The sultry, sassy sound of Downs at her best in this debut C
Jana L. Perskie | New York, NY USA | 08/26/2005
(5 out of 5 stars)
"I first heard Lila Downs' distinctive sultry, sassy voice in the film "Frida." The movie's entire soundtrack is extraordinary, and I still listen to the CD frequently. Fortunately Ms. Downs has come out with four albums since then. I bought them all because I love the passion and soul she puts into her music. "La Sandunga," her debut album released in 1997, is one of my favorites, with its highly original arrangements. She weaves the indigenous music of her native lands - Mexico and the United States - into a multicultural fabric. Her variegated sound is a real fusion of Mexican folk songs, rich American blues and jazz, along with some pop, mixed in with Afro-Cuban and Brazilian rhythms. Lyrics are in Spanish, English and Mexico's Mayan, Zapotec, Nahuatl, and Mixtec Indian dialects. I have never heard the classics "La Llorona" and "La Malaguena" sung quite like this before. Absolutely fantastic!!
"La Sandunga" is an unusually eclectic mix, based on Ms. Downs' international artistic vision! Her formal vocal training (opera) gives her a tremendously varied range. Her songs come from the villages whose culture she studied after leaving opera studies and her repertoire includes boleros, ballads and rancheros, as well as original compositions backed by a multi-ethnic, very talented band. A Brazilian guitarist, a Cuban bassist, a Chilean drummer, a Mexican harpist, and a pianist/saxophonist/musical director from New Jersey create a creative, crisp, jazzy, at times bluesy Latin sound.
The title song, "La Sandunga," is a traditional Zapotec folk song. It is usually played at local festivities and at weddings. "La Zandunga" is a type of cancion performed as a Mexican waltz. It is a result of the music of the conquistadores,' who arrived from the Spanish provinces of Navarra and Leon, combined with that of indigenous cultures.

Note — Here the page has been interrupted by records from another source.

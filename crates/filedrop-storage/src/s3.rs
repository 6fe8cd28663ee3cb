use crate::keys::validate_storage_key;
use crate::traits::{Storage, StorageError, StorageResult};
use crate::StorageBackend;
use async_trait::async_trait;
use bytes::Bytes;
use object_store::aws::{AmazonS3, AmazonS3Builder};
use object_store::path::Path;
use object_store::{ObjectStoreExt, PutPayload, Result as ObjectResult};
use percent_encoding::{utf8_percent_encode, AsciiSet, NON_ALPHANUMERIC};

/// Static access key pair for S3, when not using the default credential chain.
#[derive(Clone)]
pub struct S3Credentials {
    pub access_key_id: String,
    pub secret_access_key: String,
}

/// S3 storage implementation
#[derive(Clone)]
pub struct S3Storage {
    store: AmazonS3,
    bucket: String,
    region: String,
    endpoint_url: Option<String>, // Custom endpoint for S3-compatible providers
}

impl S3Storage {
    /// Create a new S3Storage instance
    ///
    /// # Arguments
    /// * `bucket` - S3 bucket name
    /// * `region` - AWS region (or region identifier for S3-compatible providers)
    /// * `endpoint_url` - Optional custom endpoint URL for S3-compatible providers
    ///   (e.g., "http://localhost:9000" for MinIO, "http://localhost:4566" for LocalStack)
    /// * `credentials` - Static keys; when `None`, credentials come from the environment
    pub fn new(
        bucket: String,
        region: String,
        endpoint_url: Option<String>,
        credentials: Option<S3Credentials>,
    ) -> StorageResult<Self> {
        let mut builder = AmazonS3Builder::from_env()
            .with_region(region.clone())
            .with_bucket_name(bucket.clone());

        if let Some(creds) = credentials {
            builder = builder
                .with_access_key_id(creds.access_key_id)
                .with_secret_access_key(creds.secret_access_key);
        }

        if let Some(ref endpoint) = endpoint_url {
            let allow_http = endpoint.starts_with("http://");
            builder = builder
                .with_endpoint(endpoint.clone())
                .with_allow_http(allow_http);
        }

        let store = builder
            .build()
            .map_err(|e| StorageError::ConfigError(e.to_string()))?;

        Ok(S3Storage {
            store,
            bucket,
            region,
            endpoint_url,
        })
    }

    /// Generate public URL for S3 object
    ///
    /// For AWS S3, uses the standard format: https://{bucket}.s3.{region}.amazonaws.com/{key}
    /// For S3-compatible providers, uses path-style: {endpoint}/{bucket}/{key}
    fn generate_url(&self, key: &str) -> String {
        object_url(
            &self.bucket,
            &self.region,
            self.endpoint_url.as_deref(),
            key,
        )
    }
}

/// Unreserved URL characters plus `/` are kept as-is in object URLs.
const OBJECT_KEY_ENCODE_SET: &AsciiSet = &NON_ALPHANUMERIC
    .remove(b'-')
    .remove(b'_')
    .remove(b'.')
    .remove(b'~')
    .remove(b'/');

fn object_url(bucket: &str, region: &str, endpoint_url: Option<&str>, key: &str) -> String {
    let encoded_key = utf8_percent_encode(key, OBJECT_KEY_ENCODE_SET);

    match endpoint_url {
        Some(endpoint) => format!(
            "{}/{}/{}",
            endpoint.trim_end_matches('/'),
            bucket,
            encoded_key
        ),
        None => format!(
            "https://{}.s3.{}.amazonaws.com/{}",
            bucket, region, encoded_key
        ),
    }
}

#[async_trait]
impl Storage for S3Storage {
    async fn upload(
        &self,
        storage_key: &str,
        data: Vec<u8>,
        _content_type: &str,
    ) -> StorageResult<String> {
        validate_storage_key(storage_key)?;

        let size = data.len() as u64;
        let bytes = Bytes::from(data);
        let location = Path::from(storage_key.to_string());
        let start = std::time::Instant::now();

        let result: ObjectResult<_> = self.store.put(&location, PutPayload::from(bytes)).await;

        result.map_err(|e| {
            tracing::error!(
                error = %e,
                bucket = %self.bucket,
                key = %storage_key,
                size_bytes = size,
                duration_ms = start.elapsed().as_secs_f64() * 1000.0,
                "S3 upload failed"
            );
            StorageError::UploadFailed(e.to_string())
        })?;

        let url = self.generate_url(storage_key);

        tracing::info!(
            bucket = %self.bucket,
            key = %storage_key,
            size_bytes = size,
            duration_ms = start.elapsed().as_secs_f64() * 1000.0,
            "S3 upload successful"
        );

        Ok(url)
    }

    fn backend_type(&self) -> StorageBackend {
        StorageBackend::S3
    }
}
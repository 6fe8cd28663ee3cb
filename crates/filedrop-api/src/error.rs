//! HTTP error response conversion
//!
//! Handlers return `Result<impl IntoResponse, HttpAppError>`. Errors render as a plain-text
//! body carrying the variant's client message; the uploader never sees a structured error
//! or backend details.

use axum::{
    http::StatusCode,
    response::{IntoResponse, Response},
};
use filedrop_core::{AppError, ErrorMetadata, LogLevel};

/// Wrapper type for AppError to implement IntoResponse
/// This is necessary because of Rust's orphan rules - we can't implement
/// IntoResponse (external trait) for AppError (external type from filedrop-core)
#[derive(Debug)]
pub struct HttpAppError(pub AppError);

impl From<AppError> for HttpAppError {
    fn from(err: AppError) -> Self {
        HttpAppError(err)
    }
}

impl From<anyhow::Error> for HttpAppError {
    fn from(err: anyhow::Error) -> Self {
        HttpAppError(AppError::from(err))
    }
}

fn log_error(error: &AppError) {
    let error_type = error.error_type();
    let details = error.detailed_message();
    match error.log_level() {
        LogLevel::Debug => {
            tracing::debug!(error = %details, error_type = error_type, "Request failed");
        }
        LogLevel::Warn => {
            tracing::warn!(error = %details, error_type = error_type, "Request failed");
        }
        LogLevel::Error => {
            tracing::error!(error = %details, error_type = error_type, "Request failed");
        }
    }
}

impl IntoResponse for HttpAppError {
    fn into_response(self) -> Response {
        let app_error = &self.0;

        let status = StatusCode::from_u16(app_error.http_status_code())
            .unwrap_or(StatusCode::INTERNAL_SERVER_ERROR);

        log_error(app_error);

        (status, app_error.client_message()).into_response()
    }
}
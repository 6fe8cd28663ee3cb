//! Shared key validation for storage backends.

use crate::traits::{StorageError, StorageResult};

/// Reject keys that could address something outside the bucket or storage root.
pub fn validate_storage_key(storage_key: &str) -> StorageResult<()> {
    if storage_key.is_empty() || storage_key.starts_with('/') || storage_key.contains('\\') {
        return Err(StorageError::InvalidKey(storage_key.to_string()));
    }

    if storage_key
        .split('/')
        .any(|segment| segment.is_empty() || segment == "." || segment == "..")
    {
        return Err(StorageError::InvalidKey(storage_key.to_string()));
    }

    Ok(())
}
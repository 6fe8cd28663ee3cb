//! Tracing subscriber setup.

use tracing_subscriber::{fmt, layer::SubscriberExt, util::SubscriberInitExt, EnvFilter};

const DEFAULT_FILTER: &str = "filedrop=debug,tower_http=debug";

/// Install the global subscriber. `log_format` is `json` or anything else for pretty output.
///
/// `RUST_LOG` overrides the default filter.
pub fn init_telemetry(log_format: &str) -> Result<(), Box<dyn std::error::Error + Send + Sync>> {
    let env_filter =
        EnvFilter::try_from_default_env().unwrap_or_else(|_| EnvFilter::new(DEFAULT_FILTER));

    let json = log_format.eq_ignore_ascii_case("json");
    let json_layer = json.then(|| fmt::layer().json().with_current_span(true));
    let pretty_layer = (!json).then(|| fmt::layer().with_target(true).compact());

    tracing_subscriber::registry()
        .with(env_filter)
        .with(json_layer)
        .with(pretty_layer)
        .try_init()?;

    tracing::info!(log_format, "Telemetry initialized");

    Ok(())
}
use async_trait::async_trait;
use filedrop_core::models::{NotificationPayload, UploadRecord};
use filedrop_core::AppError;

/// Document store holding one record per stored upload.
#[async_trait]
pub trait RecordStore: Send + Sync {
    /// Upsert the record keyed by its `fileID`.
    async fn put_upload_record(&self, record: &UploadRecord) -> Result<(), AppError>;
}

/// Asynchronous trigger for the downstream function that processes an upload.
#[async_trait]
pub trait Notifier: Send + Sync {
    /// Dispatch the payload without waiting for the function to run.
    async fn notify_upload(&self, payload: &NotificationPayload) -> Result<(), AppError>;
}
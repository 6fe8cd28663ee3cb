//! Filedrop Core Library
//!
//! This crate provides the domain models, error types, configuration and storage key
//! generation shared by all filedrop components.

pub mod config;
pub mod error;
pub mod keys;
pub mod models;
pub mod storage_types;

// Re-export commonly used types
pub use config::{BaseConfig, Config, UploadServiceConfig};
pub use error::{AppError, ErrorMetadata, LogLevel};
pub use keys::{generate_file_id, sanitize_filename, FileId};
pub use storage_types::StorageBackend;
//! Service client construction

use crate::state::{AppState, UploadSettings};
use anyhow::{Context, Result};
use filedrop_core::Config;
use filedrop_services::{
    create_storage, load_sdk_config, DynamoRecordStore, LambdaNotifier,
};
use filedrop_worker::{FollowUpConfig, FollowUpRunner};
use std::path::PathBuf;
use std::sync::Arc;

/// Build every client the handlers need. Clients are created once and shared.
pub async fn initialize_services(config: &Config) -> Result<Arc<AppState>> {
    let storage = create_storage(config)
        .await
        .context("Failed to initialize storage backend")?;
    tracing::info!(backend = %storage.backend_type(), "Storage initialized");

    let sdk_config = load_sdk_config(config).await;

    let records = DynamoRecordStore::new(&sdk_config, config.dynamo_table());
    tracing::info!(table = %records.table(), "Record store initialized");

    let notifier = LambdaNotifier::new(&sdk_config, config.lambda_name());
    tracing::info!(function = %notifier.function_name(), "Notifier initialized");

    let follow_ups = FollowUpRunner::new(FollowUpConfig {
        max_retries: config.follow_up_max_retries(),
        ..FollowUpConfig::default()
    });

    let tmp_dir = PathBuf::from(config.upload_tmp_dir());
    tokio::fs::create_dir_all(&tmp_dir)
        .await
        .with_context(|| format!("Failed to create upload directory {}", tmp_dir.display()))?;

    Ok(Arc::new(AppState {
        storage,
        records: Arc::new(records),
        notifier: Arc::new(notifier),
        follow_ups,
        uploads: UploadSettings { tmp_dir },
    }))
}
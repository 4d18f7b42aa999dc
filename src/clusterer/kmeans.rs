use rand::SeedableRng;
use rand_chacha::ChaCha8Rng;
use std::path::Path;
use tracing::{debug, info};

use super::{ClusterSet, MiningError};
use crate::data::{Attribute, RowTable};
use crate::snapshot;

/// Lifecycle of a miner
#[derive(Debug, Clone, Copy, PartialEq, Eq)]
pub enum MinerState {
    /// k fixed, no centroids yet
    Created,
    /// Centroids sampled
    Initialized,
    /// Assign/update passes in progress
    Iterating,
    /// Last pass made no reassignment
    Converged,
    /// Restored from a snapshot
    Loaded,
}

/// k-means over a mixed discrete/continuous row table
#[derive(Debug)]
pub struct KMeansMiner {
    k: usize,
    state: MinerState,
    clusters: ClusterSet,
    passes: usize,
    table_name: Option<String>,
    rng: ChaCha8Rng,
}

impl KMeansMiner {
    /// New miner for `k` clusters, sampling from an entropy-seeded generator
    pub fn new(k: usize) -> Self {
        Self {
            k,
            state: MinerState::Created,
            clusters: ClusterSet::default(),
            passes: 0,
            table_name: None,
            rng: ChaCha8Rng::from_entropy(),
        }
    }

    /// Use a fixed seed for centroid sampling
    pub fn with_seed(mut self, seed: u64) -> Self {
        self.rng = ChaCha8Rng::seed_from_u64(seed);
        self
    }

    /// Restore a miner from a snapshot file.
    ///
    /// The result needs no row table: schema queries are answered from the
    /// centroids.
    pub fn load(path: impl AsRef<Path>) -> Result<Self, MiningError> {
        let (manifest, clusters) = snapshot::read(path.as_ref())?;
        info!(
            path = %path.as_ref().display(),
            k = clusters.len(),
            table = manifest.table.as_deref().unwrap_or("-"),
            "loaded clustering snapshot"
        );

        Ok(Self {
            k: clusters.len(),
            state: MinerState::Loaded,
            clusters,
            passes: 0,
            table_name: manifest.table,
            rng: ChaCha8Rng::from_entropy(),
        })
    }

    /// Write the current clusters to a snapshot file
    pub fn save(&self, path: impl AsRef<Path>) -> Result<(), MiningError> {
        if self.clusters.is_empty() {
            return Err(MiningError::NoModel);
        }
        let manifest = snapshot::write(path.as_ref(), &self.clusters, self.table_name.as_deref())?;
        info!(
            path = %path.as_ref().display(),
            id = %manifest.id,
            k = self.k,
            "saved clustering snapshot"
        );
        Ok(())
    }

    pub fn k(&self) -> usize {
        self.k
    }

    pub fn state(&self) -> MinerState {
        self.state
    }

    pub fn clusters(&self) -> &ClusterSet {
        &self.clusters
    }

    /// Passes taken by the last run (0 before any run or after a load)
    pub fn passes(&self) -> usize {
        self.passes
    }

    /// Name of the table the clusters were mined from, if known
    pub fn table_name(&self) -> Option<&str> {
        self.table_name.as_deref()
    }

    pub fn attributes(&self) -> Vec<Attribute> {
        self.clusters.attributes()
    }

    pub fn attribute_names(&self) -> Vec<String> {
        self.attributes()
            .iter()
            .map(|a| a.name().to_string())
            .collect()
    }

    pub fn attribute(&self, index: usize) -> Option<Attribute> {
        self.clusters
            .get(0)
            .and_then(|c| c.centroid().get(index))
            .map(|item| item.attribute())
    }

    /// Cluster `table` until a full pass reassigns no row.
    ///
    /// Returns the number of passes. A `k` outside `1..=distinct rows` fails
    /// with the sampling error and leaves the miner in `Created`.
    pub fn run(&mut self, table: &RowTable) -> Result<usize, MiningError> {
        self.state = MinerState::Created;
        self.clusters = ClusterSet::default();
        self.passes = 0;

        // 1. Pick k distinct rows as initial centroids
        self.clusters = ClusterSet::initialize(table, self.k, &mut self.rng)?;
        self.table_name = Some(table.name().to_string());
        self.state = MinerState::Initialized;
        info!(table = table.name(), rows = table.len(), k = self.k, "starting k-means");

        self.state = MinerState::Iterating;
        loop {
            self.passes += 1;

            // 2. Move every row to its nearest centroid
            let moved = self.assign_rows(table);

            // 3. Recompute centroids from the new memberships
            self.clusters.update_centroids(table);
            debug!(pass = self.passes, moved, "k-means pass");

            if moved == 0 {
                break; // converged
            }
        }

        self.state = MinerState::Converged;
        info!(passes = self.passes, "k-means converged");
        Ok(self.passes)
    }

    /// One membership pass; returns how many rows changed cluster
    fn assign_rows(&mut self, table: &RowTable) -> usize {
        let mut moved = 0;
        for row in 0..table.len() {
            let Some(nearest) = self.clusters.nearest_cluster(&table.tuple(row)) else {
                continue;
            };
            let current = self.clusters.current_cluster(row);
            if current == Some(nearest) {
                continue;
            }

            if let Some(cluster) = self.clusters.get_mut(nearest) {
                cluster.add_row(row);
            }
            if let Some(old) = current.and_then(|old| self.clusters.get_mut(old)) {
                old.remove_row(row);
            }
            moved += 1;
        }
        moved
    }
}
use thiserror::Error;

use crate::data::DataError;

#[derive(Error, Debug)]
pub enum MiningError {
    #[error(transparent)]
    Data(#[from] DataError),

    #[error("Snapshot I/O failed: {0}")]
    Io(#[from] std::io::Error),

    #[error("Failed to read snapshot archive: {0}")]
    Archive(#[from] zip::result::ZipError),

    #[error("Failed to encode snapshot: {0}")]
    Encoding(#[from] serde_json::Error),

    #[error("Corrupt snapshot: {0}")]
    Corrupt(String),

    #[error("Unsupported snapshot version {found} (expected {expected})")]
    UnsupportedVersion { found: u32, expected: u32 },

    #[error("Attribute index {index} out of range (model has {count} attributes)")]
    NoSuchAttribute { index: usize, count: usize },

    #[error("No clustering model: run or restore one first")]
    NoModel,

    #[error("No table attached to the session")]
    NoTable,
}

impl MiningError {
    /// Whether this is the recoverable "k out of range" failure
    pub fn is_out_of_range(&self) -> bool {
        matches!(self, MiningError::Data(DataError::OutOfRange { .. }))
    }
}
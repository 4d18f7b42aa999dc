use rand::Rng;
use std::fmt;

use super::cluster::Cluster;
use crate::data::{Attribute, DataError, RowTable, Tuple};

/// The fixed collection of k clusters produced by one run
#[derive(Debug, Clone, Default, PartialEq)]
pub struct ClusterSet {
    clusters: Vec<Cluster>,
}

impl ClusterSet {
    /// Sample `k` distinct rows and open one empty cluster per sampled row,
    /// in sampling order
    pub fn initialize<R: Rng + ?Sized>(
        table: &RowTable,
        k: usize,
        rng: &mut R,
    ) -> Result<Self, DataError> {
        let clusters = table
            .sample(k, rng)?
            .into_iter()
            .map(|row| Cluster::new(table.tuple(row)))
            .collect();
        Ok(Self { clusters })
    }

    pub(crate) fn from_clusters(clusters: Vec<Cluster>) -> Self {
        Self { clusters }
    }

    pub fn len(&self) -> usize {
        self.clusters.len()
    }

    pub fn is_empty(&self) -> bool {
        self.clusters.is_empty()
    }

    pub fn get(&self, i: usize) -> Option<&Cluster> {
        self.clusters.get(i)
    }

    pub(crate) fn get_mut(&mut self, i: usize) -> Option<&mut Cluster> {
        self.clusters.get_mut(i)
    }

    pub fn iter(&self) -> impl Iterator<Item = &Cluster> {
        self.clusters.iter()
    }

    /// Index of the cluster whose centroid is closest to `tuple`.
    ///
    /// Ties keep the lowest index. `None` only for an empty set.
    pub fn nearest_cluster(&self, tuple: &Tuple) -> Option<usize> {
        let mut best: Option<(usize, f64)> = None;
        for (i, cluster) in self.clusters.iter().enumerate() {
            let dist = tuple.distance(cluster.centroid());
            match best {
                Some((_, min)) if dist >= min => {}
                _ => best = Some((i, dist)),
            }
        }
        best.map(|(i, _)| i)
    }

    /// Index of the cluster owning `row`.
    ///
    /// Scans every cluster; if more than one claims the row, the last one wins.
    pub fn current_cluster(&self, row: usize) -> Option<usize> {
        self.clusters
            .iter()
            .enumerate()
            .filter(|(_, cluster)| cluster.contains(row))
            .map(|(i, _)| i)
            .last()
    }

    pub fn update_centroids(&mut self, table: &RowTable) {
        for cluster in &mut self.clusters {
            cluster.recompute_centroid(table);
        }
    }

    /// Schema read off the first centroid; all centroids share it
    pub fn attributes(&self) -> Vec<Attribute> {
        self.clusters
            .first()
            .map(|c| c.centroid().items().iter().map(|i| i.attribute()).collect())
            .unwrap_or_default()
    }

    /// Detailed listing of every cluster against the table it was built from
    pub fn report(&self, table: &RowTable) -> String {
        self.clusters
            .iter()
            .enumerate()
            .map(|(i, cluster)| format!("{}: {}\n", i, cluster.report(table)))
            .collect()
    }
}

impl fmt::Display for ClusterSet {
    fn fmt(&self, f: &mut fmt::Formatter<'_>) -> fmt::Result {
        for (i, cluster) in self.clusters.iter().enumerate() {
            writeln!(f, "{}: {}", i, cluster)?;
        }
        Ok(())
    }
}
use anyhow::{Context, Result};
use clap::{Parser, Subcommand};
use mixclust::{Session, SnapshotStore, TableSource};
use std::path::PathBuf;
use std::time::Instant;
use tracing_subscriber::{EnvFilter, fmt};

/// k-means clustering over tables with mixed discrete and continuous columns
#[derive(Parser)]
#[command(name = "mixclust")]
#[command(version)]
#[command(propagate_version = true)]
struct Cli {
    /// Verbosity level (-v, -vv, -vvv)
    #[arg(short, long, action = clap::ArgAction::Count, global = true)]
    verbose: u8,

    /// Directory holding saved snapshots
    #[arg(long, default_value = "snapshots", global = true)]
    snapshots: PathBuf,

    #[command(subcommand)]
    command: Commands,
}

#[derive(Subcommand)]
enum Commands {
    /// Cluster a database table
    Run {
        /// SQLite database file
        #[arg(long)]
        db: String,
        /// Table to cluster
        #[arg(long)]
        table: String,
        /// Number of clusters
        #[arg(short)]
        k: usize,
        /// Fixed seed for centroid sampling
        #[arg(long)]
        seed: Option<u64>,
        /// Save the resulting model as <table><k>
        #[arg(long)]
        save: bool,
    },
    /// Print a saved model
    Show {
        /// Table the model was built from
        #[arg(long)]
        table: String,
        /// Number of clusters of the model
        #[arg(short)]
        k: usize,
    },
    /// List saved models
    List,
    /// List the tables of a database
    Tables {
        /// SQLite database file
        #[arg(long)]
        db: String,
    },
}

/// Filter directives for the log subscriber; RUST_LOG, when set, wins over -v
fn log_directives(verbose: u8, env: Option<String>) -> String {
    if let Some(env) = env.filter(|e| !e.trim().is_empty()) {
        return env;
    }
    match verbose {
        0 => "warn",
        1 => "info",
        2 => "debug",
        _ => "trace",
    }
    .to_string()
}

fn main() -> Result<()> {
    let cli = Cli::parse();

    let directives = log_directives(cli.verbose, std::env::var(EnvFilter::DEFAULT_ENV).ok());
    fmt()
        .with_env_filter(EnvFilter::new(directives))
        .with_target(false)
        .with_writer(std::io::stderr)
        .init();

    let store = SnapshotStore::new(&cli.snapshots);

    match cli.command {
        Commands::Run {
            db,
            table,
            k,
            seed,
            save,
        } => run(&store, &db, &table, k, seed, save),
        Commands::Show { table, k } => show(&store, &table, k),
        Commands::List => {
            let names = store.list().context("Failed to list snapshots")?;
            if names.is_empty() {
                println!("No snapshots in {}", store.dir().display());
            }
            for name in names {
                println!("{}", name);
            }
            Ok(())
        }
        Commands::Tables { db } => {
            let source = TableSource::open(&db)?;
            for name in source.table_names()? {
                println!("{}", name);
            }
            Ok(())
        }
    }
}

fn run(
    store: &SnapshotStore,
    db: &str,
    table: &str,
    k: usize,
    seed: Option<u64>,
    save: bool,
) -> Result<()> {
    let start = Instant::now();
    let mut session = match seed {
        Some(seed) => Session::new().with_seed(seed),
        None => Session::new(),
    };

    println!("Step 1: Loading table {}...", table);
    let source = TableSource::open(db)?;
    let rows = source.load_table(table)?;
    println!(
        "✓ {} distinct rows, attributes: {}\n",
        rows.len(),
        rows.attribute_names().join(", ")
    );
    session.attach_table(rows);

    println!("Step 2: Running k-means with k={}...", k);
    let summary = session.run(k)?;
    println!("✓ Converged in {} iterations\n", summary.passes);
    println!("{}", summary.report);

    if save {
        println!("Step 3: Saving model...");
        let path = session.save(store)?;
        println!("✓ Saved {}\n", path.display());
    }

    println!("Total execution: {:.3}s", start.elapsed().as_secs_f64());
    Ok(())
}

fn show(store: &SnapshotStore, table: &str, k: usize) -> Result<()> {
    let mut session = Session::new();
    let summary = session
        .restore(store, table, k)
        .context(format!("Failed to restore model for {} (k = {})", table, k))?;

    println!("Attributes: {}", session.attribute_names()?.join(", "));
    println!("{}", summary);
    Ok(())
}

#[cfg(test)]
mod tests {
    use super::*;

    #[test]
    fn test_log_directives() {
        assert_eq!(log_directives(0, None), "warn");
        assert_eq!(log_directives(2, None), "debug");
        assert_eq!(log_directives(7, None), "trace");
        assert_eq!(log_directives(0, Some(String::new())), "warn");
        assert_eq!(
            log_directives(1, Some("mixclust=trace".to_string())),
            "mixclust=trace"
        );
    }
}
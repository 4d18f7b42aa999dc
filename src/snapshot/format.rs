use serde::{Deserialize, Serialize};
use std::collections::BTreeSet;

use crate::clusterer::{Cluster, ClusterSet, MiningError};
use crate::data::{Attribute, ContinuousAttribute, DiscreteAttribute, Item, Tuple, Value};

/// Serialized column descriptor
#[derive(Debug, Clone, PartialEq, Serialize, Deserialize)]
#[serde(tag = "kind", rename_all = "snake_case")]
pub enum AttributeRecord {
    Discrete {
        name: String,
        index: usize,
        values: Vec<String>,
    },
    Continuous {
        name: String,
        index: usize,
        min: f64,
        max: f64,
    },
}

impl AttributeRecord {
    pub fn name(&self) -> &str {
        match self {
            AttributeRecord::Discrete { name, .. } | AttributeRecord::Continuous { name, .. } => {
                name
            }
        }
    }

    fn encode(attribute: &Attribute) -> Self {
        match attribute {
            Attribute::Discrete(a) => AttributeRecord::Discrete {
                name: a.name().to_string(),
                index: a.index(),
                values: a.values().map(str::to_string).collect(),
            },
            Attribute::Continuous(a) => AttributeRecord::Continuous {
                name: a.name().to_string(),
                index: a.index(),
                min: a.min(),
                max: a.max(),
            },
        }
    }

    fn decode(self) -> Attribute {
        match self {
            AttributeRecord::Discrete {
                name,
                index,
                values,
            } => Attribute::from(DiscreteAttribute::new(
                name,
                index,
                values.into_iter().collect(),
            )),
            AttributeRecord::Continuous {
                name,
                index,
                min,
                max,
            } => Attribute::from(ContinuousAttribute::new(name, index, min, max)),
        }
    }
}

/// Serialized cluster: centroid values in schema order plus sorted members
#[derive(Debug, Clone, PartialEq, Serialize, Deserialize)]
pub struct ClusterRecord {
    pub centroid: Vec<Value>,
    pub members: Vec<usize>,
}

/// Serialized cluster set; the schema is stored once and shared on decode
#[derive(Debug, Clone, PartialEq, Serialize, Deserialize)]
pub struct ClusterSetRecord {
    pub schema: Vec<AttributeRecord>,
    pub clusters: Vec<ClusterRecord>,
}

impl ClusterSetRecord {
    pub fn encode(clusters: &ClusterSet) -> Self {
        Self {
            schema: clusters.attributes().iter().map(AttributeRecord::encode).collect(),
            clusters: clusters
                .iter()
                .map(|c| ClusterRecord {
                    centroid: c.centroid().values(),
                    members: c.members().iter().copied().collect(),
                })
                .collect(),
        }
    }

    pub fn decode(self) -> Result<ClusterSet, MiningError> {
        let schema: Vec<Attribute> = self
            .schema
            .into_iter()
            .map(AttributeRecord::decode)
            .collect();

        for (position, attribute) in schema.iter().enumerate() {
            if attribute.index() != position {
                return Err(MiningError::Corrupt(format!(
                    "attribute {} stored at position {} claims index {}",
                    attribute.name(),
                    position,
                    attribute.index()
                )));
            }
        }

        let mut clusters = Vec::with_capacity(self.clusters.len());
        for (i, record) in self.clusters.into_iter().enumerate() {
            if record.centroid.len() != schema.len() {
                return Err(MiningError::Corrupt(format!(
                    "centroid {} has {} values for {} attributes",
                    i,
                    record.centroid.len(),
                    schema.len()
                )));
            }

            let items = schema
                .iter()
                .zip(record.centroid)
                .map(|(attribute, value)| Item::try_new(attribute, value))
                .collect::<Result<Vec<_>, _>>()
                .map_err(|e| MiningError::Corrupt(format!("centroid {}: {}", i, e)))?;

            let members: BTreeSet<usize> = record.members.into_iter().collect();
            clusters.push(Cluster::with_members(Tuple::new(items), members));
        }

        Ok(ClusterSet::from_clusters(clusters))
    }
}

Other highlights include: "Pobre Changuita," which epitomizes Mexican country music and is one of my favorite cuts; "Ofrenda" is a corrido inspired by Mixtec immigrants who come to the US to find work and die here; "Yunu Yucu Ninu" is an extraordinary Mixtec poem written by Juan de Dios Ortiz, a Mixtec poet from San Miguel el Grande. It is truly beautiful. There is a Spanish and English translation in the linear notes; "Pinotepa," another favorite, is known as a chilena, a musical style brought from Chile by African slaves; The last three songs, bonus tracks, "Perfume de Gardenias," "La Maleguena," "Besame Mucho," are "part of a musical collaboration with choreographer Cecilia Lugo and the contemporary dance company Contempodanza. They were originally part of a collection called 'Trazos,' released in limited edition in 1999." I already mentioned "La Llorona" above.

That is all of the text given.